What to do =>
Two lines in the data below mark the range: the one with "use tracing::info;" and the one with "let options = PgConnectOptions::new()". Return both, along with every line between them, exactly.

Provided data =>
____________

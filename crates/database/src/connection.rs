use crate::error::DbError;
use configuration::DatabaseSettings;
use sqlx::postgres::{PgConnectOptions, PgPoolOptions};
use sqlx::PgPool;
use std::time::Duration;
use tracing::info;

/// Establishes a connection pool to the PostgreSQL database.
///
/// The pool is built from explicit, caller-owned settings rather than a
/// process-global handle: to reconnect with different parameters, load new
/// settings and call this again. A failure here is the single "database is
/// unavailable" signal; nothing downstream ever holds a half-connected
/// handle.
pub async fn connect(settings: &DatabaseSettings) -> Result<PgPool, DbError> {
    let options = PgConnectOptions::new()
        .host(&settings.host)
        .port(settings.port)
        .username(&settings.user)
        .password(&settings.password)
        .database(&settings.name);

    let pool = PgPoolOptions::new()
        .max_connections(5)
        .acquire_timeout(Duration::from_secs(5))
        .connect_with(options)
        .await?;

    info!(
        host = %settings.host,
        port = settings.port,
        database = %settings.name,
        "connected to PostgreSQL"
    );

    Ok(pool)
}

____________

Solved exercise =>
use tracing::info;

/// Establishes a connection pool to the PostgreSQL database.
///
/// The pool is built from explicit, caller-owned settings rather than a
/// process-global handle: to reconnect with different parameters, load new
/// settings and call this again. A failure here is the single "database is
/// unavailable" signal; nothing downstream ever holds a half-connected
/// handle.
pub async fn connect(settings: &DatabaseSettings) -> Result<PgPool, DbError> {
    let options = PgConnectOptions::new()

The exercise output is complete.